Barr, a conservative Washington lawyer, said in the memo that Trump's May 2017 firing of FBI director James Comey after Comey rebuffed pressure to ease off the Russia collusion probe was legal under presidential powers and not obstruction, according to The Wall Street Journal.
In the memo, which was sent to the Justice Department in June, Barr said that Mueller's inquiry into obstruction was "fatally misconceived" and "grossly irresponsible," the Journal said.
The obstruction question being pursued by Mueller's team is viewed as one of the largest legal threats to Trump's presidency.
"This is ominous: Barr's unsolicited critique of Mueller's pursuit of Trump's obstruction of justice needs to be challenged in the Senate Judiciary Committee," said Laurence Tribe, a professor at Harvard Law School.
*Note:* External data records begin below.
//! Focus-Change Bridge
//!
//! Turns a host focus notification into a clipped target rectangle and moves
//! the overlay only when that rectangle differs from the one last drawn.

use std::sync::Mutex;

use log::debug;

use crate::geometry::{BorderStrips, FocusRegion, Rect};
use crate::overlay::OverlaySink;

/// One focus change as delivered by the host
#[derive(Debug, Clone, Copy, Default, PartialEq, Eq)]
pub struct FocusEvent {
    /// Location attached to the event, if the host had one
    pub location: Option<FocusRegion>,
}

impl FocusEvent {
    pub fn at(location: FocusRegion) -> Self {
        Self { location: Some(location) }
    }

    pub fn without_location() -> Self {
        Self { location: None }
    }
}

/// What the bridge needs to know about the host's screen state
pub trait FocusProvider {
    /// Bounds of the currently focused object, if there is one
    fn focused_region(&self) -> Option<Rect>;

    /// Bounds of the whole desktop
    fn desktop_bounds(&self) -> Rect;
}

pub struct FocusBridge {
    thickness: i32,
    /// Last rectangle the surfaces were moved around. Starts all-zero, so a
    /// zero-sized report before any real focus leaves the overlay alone.
    last_drawn: Mutex<Rect>,
}

impl FocusBridge {
    pub fn new(thickness: i32) -> Self {
        Self {
            thickness,
            last_drawn: Mutex::new(Rect::default()),
        }
    }

    pub fn last_drawn(&self) -> Rect {
        *self.last_drawn.lock().unwrap_or_else(|poisoned| poisoned.into_inner())
    }

    /// Handle one focus change. Returns true if the overlay was moved.
    ///
    /// The lock is held across the move so concurrent callers cannot leave
    /// the cache and the surfaces disagreeing.
    pub fn on_focus_changed(
        &self,
        event: &FocusEvent,
        provider: &dyn FocusProvider,
        sink: &dyn OverlaySink,
    ) -> bool {
        let region = match event.location {
            Some(location) => Rect::from(location),
            None => match provider.focused_region() {
                Some(rect) => rect,
                None => {
                    debug!("Focus change without a location, overlay unchanged");
                    return false;
                }
            },
        };

        let target = region.clip_to_desktop(&provider.desktop_bounds());

        let mut last_drawn = self
            .last_drawn
            .lock()
            .unwrap_or_else(|poisoned| poisoned.into_inner());
        if *last_drawn == target {
            return false;
        }
        *last_drawn = target;

        debug!("Focus moved to {:?}", target);
        sink.reposition(&BorderStrips::around(&target, self.thickness));
        true
    }
}

#[cfg(test)]
mod tests {
    use super::*;
    use std::cell::Cell;

    #[derive(Default)]
    struct RecordingSink {
        moves: Mutex<Vec<BorderStrips>>,
    }

    impl RecordingSink {
        fn moves(&self) -> Vec<BorderStrips> {
            self.moves.lock().unwrap().clone()
        }
    }

    impl OverlaySink for RecordingSink {
        fn reposition(&self, strips: &BorderStrips) {
            self.moves.lock().unwrap().push(*strips);
        }

        fn request_shutdown(&self) {}
    }

    struct FakeHost {
        focused: Option<Rect>,
        desktop: Rect,
        queries: Cell<usize>,
    }

    impl FakeHost {
        fn new(focused: Option<Rect>) -> Self {
            Self {
                focused,
                desktop: Rect::new(0, 0, 1920, 1080),
                queries: Cell::new(0),
            }
        }
    }

    impl FocusProvider for FakeHost {
        fn focused_region(&self) -> Option<Rect> {
            self.queries.set(self.queries.get() + 1);
            self.focused
        }

        fn desktop_bounds(&self) -> Rect {
            self.desktop
        }
    }

    #[test]
    fn moves_the_overlay_when_focus_changes() {
        let bridge = FocusBridge::new(4);
        let host = FakeHost::new(None);
        let sink = RecordingSink::default();

        let moved = bridge.on_focus_changed(
            &FocusEvent::at(FocusRegion::new(100, 100, 50, 20)),
            &host,
            &sink,
        );

        assert!(moved);
        assert_eq!(bridge.last_drawn(), Rect::new(100, 100, 150, 120));
        let moves = sink.moves();
        assert_eq!(moves.len(), 1);
        assert_eq!(moves[0].top, Rect::new(100, 96, 150, 100));
        assert_eq!(moves[0].bottom, Rect::new(100, 120, 150, 124));
        assert_eq!(moves[0].left, Rect::new(96, 96, 100, 124));
        assert_eq!(moves[0].right, Rect::new(150, 96, 154, 124));
    }

    #[test]
    fn identical_reports_are_suppressed() {
        let bridge = FocusBridge::new(4);
        let host = FakeHost::new(None);
        let sink = RecordingSink::default();
        let event = FocusEvent::at(FocusRegion::new(10, 20, 30, 40));

        assert!(bridge.on_focus_changed(&event, &host, &sink));
        for _ in 0..5 {
            assert!(!bridge.on_focus_changed(&event, &host, &sink));
        }
        assert_eq!(sink.moves().len(), 1);
    }

    #[test]
    fn different_regions_clipping_to_the_same_rect_are_suppressed() {
        let bridge = FocusBridge::new(4);
        let host = FakeHost::new(None);
        let sink = RecordingSink::default();

        bridge.on_focus_changed(&FocusEvent::at(FocusRegion::new(1800, 10, 500, 10)), &host, &sink);
        bridge.on_focus_changed(&FocusEvent::at(FocusRegion::new(1800, 10, 900, 10)), &host, &sink);

        assert_eq!(sink.moves().len(), 1);
        assert_eq!(bridge.last_drawn(), Rect::new(1800, 10, 1920, 20));
    }

    #[test]
    fn falls_back_to_the_host_focus_object() {
        let bridge = FocusBridge::new(4);
        let host = FakeHost::new(Some(Rect::new(200, 300, 260, 330)));
        let sink = RecordingSink::default();

        assert!(bridge.on_focus_changed(&FocusEvent::without_location(), &host, &sink));
        assert_eq!(host.queries.get(), 1);
        assert_eq!(bridge.last_drawn(), Rect::new(200, 300, 260, 330));
    }

    #[test]
    fn payload_location_wins_over_the_host_query() {
        let bridge = FocusBridge::new(4);
        let host = FakeHost::new(Some(Rect::new(200, 300, 260, 330)));
        let sink = RecordingSink::default();

        bridge.on_focus_changed(&FocusEvent::at(FocusRegion::new(1, 2, 3, 4)), &host, &sink);
        assert_eq!(host.queries.get(), 0);
        assert_eq!(bridge.last_drawn(), Rect::new(1, 2, 4, 6));
    }

    #[test]
    fn missing_focus_is_a_no_op() {
        let bridge = FocusBridge::new(4);
        let host = FakeHost::new(None);
        let sink = RecordingSink::default();

        assert!(!bridge.on_focus_changed(&FocusEvent::without_location(), &host, &sink));
        assert!(sink.moves().is_empty());
        assert_eq!(bridge.last_drawn(), Rect::default());
    }

    #[test]
    fn oversized_host_report_is_clipped_without_overflow() {
        let bridge = FocusBridge::new(4);
        let host = FakeHost::new(None);
        let sink = RecordingSink::default();

        let event = FocusEvent::at(FocusRegion::new(i32::MAX - 10, 0, 100, 10));
        assert!(bridge.on_focus_changed(&event, &host, &sink));
        assert_eq!(bridge.last_drawn(), Rect::new(i32::MAX - 10, 0, i32::MAX - 10, 10));
        assert_eq!(sink.moves()[0].right.right, i32::MAX - 6);
    }

    #[test]
    fn region_off_the_top_is_clipped_before_caching() {
        let bridge = FocusBridge::new(4);
        let host = FakeHost::new(None);
        let sink = RecordingSink::default();

        bridge.on_focus_changed(&FocusEvent::at(FocusRegion::new(100, -10, 50, 30)), &host, &sink);

        assert_eq!(bridge.last_drawn(), Rect::new(100, 0, 150, 20));
        let moves = sink.moves();
        assert_eq!(moves[0].top, Rect::new(100, 0, 150, 0));
    }

    #[test]
    fn zero_rect_before_any_focus_is_ignored() {
        let bridge = FocusBridge::new(4);
        let host = FakeHost::new(Some(Rect::default()));
        let sink = RecordingSink::default();

        assert!(!bridge.on_focus_changed(&FocusEvent::without_location(), &host, &sink));
        assert!(sink.moves().is_empty());
    }
}
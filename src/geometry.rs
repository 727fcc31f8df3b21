// geometry.rs - Focus Rectangle and Border Strip Geometry
//
// Converts a focus region into the four strips that frame it on screen.
// Everything here is plain integer math so it can be tested anywhere.

/// Screen rectangle in edge form
#[derive(Debug, Clone, Copy, Default, PartialEq, Eq)]
pub struct Rect {
    pub left: i32,
    pub top: i32,
    pub right: i32,
    pub bottom: i32,
}

impl Rect {
    pub fn new(left: i32, top: i32, right: i32, bottom: i32) -> Self {
        Self { left, top, right, bottom }
    }

    pub fn width(&self) -> i32 {
        self.right.saturating_sub(self.left)
    }

    pub fn height(&self) -> i32 {
        self.bottom.saturating_sub(self.top)
    }

    /// Zero-area rectangles are valid, they just draw nothing
    pub fn is_empty(&self) -> bool {
        self.width() <= 0 || self.height() <= 0
    }

    /// Clip to the desktop the way the highlight expects it.
    ///
    /// The top-left corner is clamped to the screen origin, right/bottom to the
    /// desktop's far edges. Right and bottom never end up left of / above the
    /// clipped left and top, so the result is always well-formed. Clipping an
    /// already clipped rectangle returns it unchanged.
    pub fn clip_to_desktop(&self, desktop: &Rect) -> Rect {
        let left = self.left.max(0);
        let top = self.top.max(0);
        let right = self.right.min(desktop.right).max(0).max(left);
        let bottom = self.bottom.min(desktop.bottom).max(0).max(top);
        Rect { left, top, right, bottom }
    }
}

/// Region as reported by the host: origin plus size
#[derive(Debug, Clone, Copy, Default, PartialEq, Eq)]
pub struct FocusRegion {
    pub x: i32,
    pub y: i32,
    pub width: i32,
    pub height: i32,
}

impl FocusRegion {
    pub fn new(x: i32, y: i32, width: i32, height: i32) -> Self {
        Self { x, y, width, height }
    }
}

/// Far edges saturate at `i32::MAX` for oversized host reports
impl From<FocusRegion> for Rect {
    fn from(region: FocusRegion) -> Self {
        Rect {
            left: region.x,
            top: region.y,
            right: region.x.saturating_add(region.width),
            bottom: region.y.saturating_add(region.height),
        }
    }
}

/// Which side of the frame a strip draws
#[derive(Debug, Clone, Copy, PartialEq, Eq)]
pub enum Edge {
    Top,
    Bottom,
    Left,
    Right,
}

impl Edge {
    /// Surface order: index i of the overlay set draws `Edge::ALL[i]`
    pub const ALL: [Edge; 4] = [Edge::Top, Edge::Bottom, Edge::Left, Edge::Right];
}

/// The four rectangles forming a frame around a target
///
/// Top and bottom span exactly the target's width; left and right run the
/// full height including the corners.
#[derive(Debug, Clone, Copy, Default, PartialEq, Eq)]
pub struct BorderStrips {
    pub top: Rect,
    pub bottom: Rect,
    pub left: Rect,
    pub right: Rect,
}

impl BorderStrips {
    /// Build the frame of width `thickness` around `target`.
    ///
    /// Outer edges are clamped at the screen origin, so a target touching the
    /// top or left edge gets a zero-sized strip on that side.
    pub fn around(target: &Rect, thickness: i32) -> Self {
        let t = thickness.max(0);
        let outer_top = target.top.saturating_sub(t).max(0);
        let outer_left = target.left.saturating_sub(t).max(0);
        let outer_bottom = target.bottom.saturating_add(t);
        let outer_right = target.right.saturating_add(t);

        Self {
            top: Rect::new(target.left, outer_top, target.right, target.top),
            bottom: Rect::new(target.left, target.bottom, target.right, outer_bottom),
            left: Rect::new(outer_left, outer_top, target.left, outer_bottom),
            right: Rect::new(target.right, outer_top, outer_right, outer_bottom),
        }
    }

    pub fn get(&self, edge: Edge) -> Rect {
        match edge {
            Edge::Top => self.top,
            Edge::Bottom => self.bottom,
            Edge::Left => self.left,
            Edge::Right => self.right,
        }
    }

    /// Strips in surface order (top, bottom, left, right)
    pub fn to_array(&self) -> [Rect; 4] {
        Edge::ALL.map(|edge| self.get(edge))
    }
}
// constants.rs - Application-wide Constants
//
// Centralized colors, dimensions and timings for the highlight overlay.
// These are the defaults; settings.json may override some of them.

/// Overlay colors as (r, g, b)
pub mod colors {
    /// Red highlight fill
    pub const HIGHLIGHT: [u8; 3] = [0xFF, 0x00, 0x00];
    /// White transparency key (must differ from HIGHLIGHT)
    pub const TRANSPARENCY_KEY: [u8; 3] = [0xFF, 0xFF, 0xFF];
}

/// Border frame dimensions
pub mod frame {
    /// Border thickness in pixels
    pub const THICKNESS: i32 = 4;
    /// Largest thickness accepted from settings
    pub const MAX_THICKNESS: i32 = 64;
    /// Layered window alpha (0 = invisible, 255 = opaque)
    pub const ALPHA: u8 = 192;
}

/// Repaint timer
pub mod repaint {
    /// Forced redraw period in milliseconds
    pub const PERIOD_MS: u64 = 300;
    /// Timer id registered on the surface that owns the timer
    pub const TIMER_ID: usize = 100;
}

/// Native names
pub mod names {
    /// Window class shared by the owner and the four border surfaces
    pub const WINDOW_CLASS: &str = "FocusHighlightSurface";
    /// Title of the hidden owner window
    pub const OWNER_TITLE: &str = "FocusHighlight0";
    /// Background thread running the overlay message loop
    pub const OVERLAY_THREAD: &str = "focus-highlight-overlay";
    /// Directory under the platform config dir
    pub const CONFIG_DIR: &str = "FocusHighlight";
    /// Settings file name
    pub const SETTINGS_FILE: &str = "settings.json";
}
// main.rs - Focus Highlight Entry Point
//
// Standalone runner: starts the overlay thread and follows system focus
// changes until Ctrl+C.

use anyhow::Result;
use log::info;

use focus_highlight::HighlightSettings;

#[cfg(windows)]
fn run(settings: HighlightSettings) -> Result<()> {
    use std::rc::Rc;

    use focus_highlight::host::{run_focus_loop, SystemFocusProvider};
    use focus_highlight::{Highlighter, Win32Overlay};
    use log::warn;

    let highlighter = Rc::new(Highlighter::start(Win32Overlay::new(&settings), &settings)?);

    let handler = Rc::clone(&highlighter);
    let provider = SystemFocusProvider;
    run_focus_loop(move |event| {
        handler.on_focus_changed(&event, &provider);
    })?;

    match Rc::try_unwrap(highlighter) {
        Ok(highlighter) => highlighter.stop(),
        // Last reference drops and stops it anyway
        Err(_) => warn!("Focus handler still holds the highlighter"),
    }
    Ok(())
}

#[cfg(not(windows))]
fn run(_settings: HighlightSettings) -> Result<()> {
    anyhow::bail!("the focus highlight overlay uses Win32 windows and only runs on Windows")
}

fn main() -> Result<()> {
    // Initialize logging
    env_logger::Builder::from_env(env_logger::Env::default().default_filter_or("info")).init();

    info!("Focus Highlight starting...");

    let settings = HighlightSettings::load();
    run(settings)?;

    info!("Focus Highlight shutting down");
    Ok(())
}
Threat to Mueller probe seen
Barr, who was attorney general in 1991-93 under president George H.W. Bush, sent the memo to the Justice Department as a "former official" offering his views.
His strong conclusion takes on greater weight now that Barr has been chosen to be attorney general, where he will oversee the Mueller probe and have the ability to curb its actions.
When Barr wrote it, Trump was already known to have soured on Sessions over the investigation, repeatedly attacking his attorney general for having recused himself from overseeing it.
Trump finally forced Sessions to resign in November.
Trump also knows Barr: in 2017 and 2018 the president had considered hiring him as his own lawyer against the investigation.
CNN reported that Barr discussed the June memo with Trump before he was officially nominated.
The issue could pose a challenge when Barr's nomination is weighed by the Senate Judiciary Committee in January, and lead to calls for Barr to recuse himself from the investigation as Sessions had done.
The Journal reported Barr also shared his memo with a top White House lawyer dealing with the Mueller investigation in June.
"I would think that might make his supervision of the Mueller investigation, uh, problematic," Benjamin Wittes, a senior fellow at the Brookings Institution and a Washington legal analyst, wrote on Twitter.
Justice Department spokeswoman Kerri Kupec said the memo was unsolicited and not based on any inside information from the Mueller probe.
She also said that Justice Department ethics officials have already advised that the memo "would present no conflict as to his duties as attorney general."
"Mr. Barr has stated that, if confirmed, he will make any decisions based on the actual facts and circumstances of any particular matter."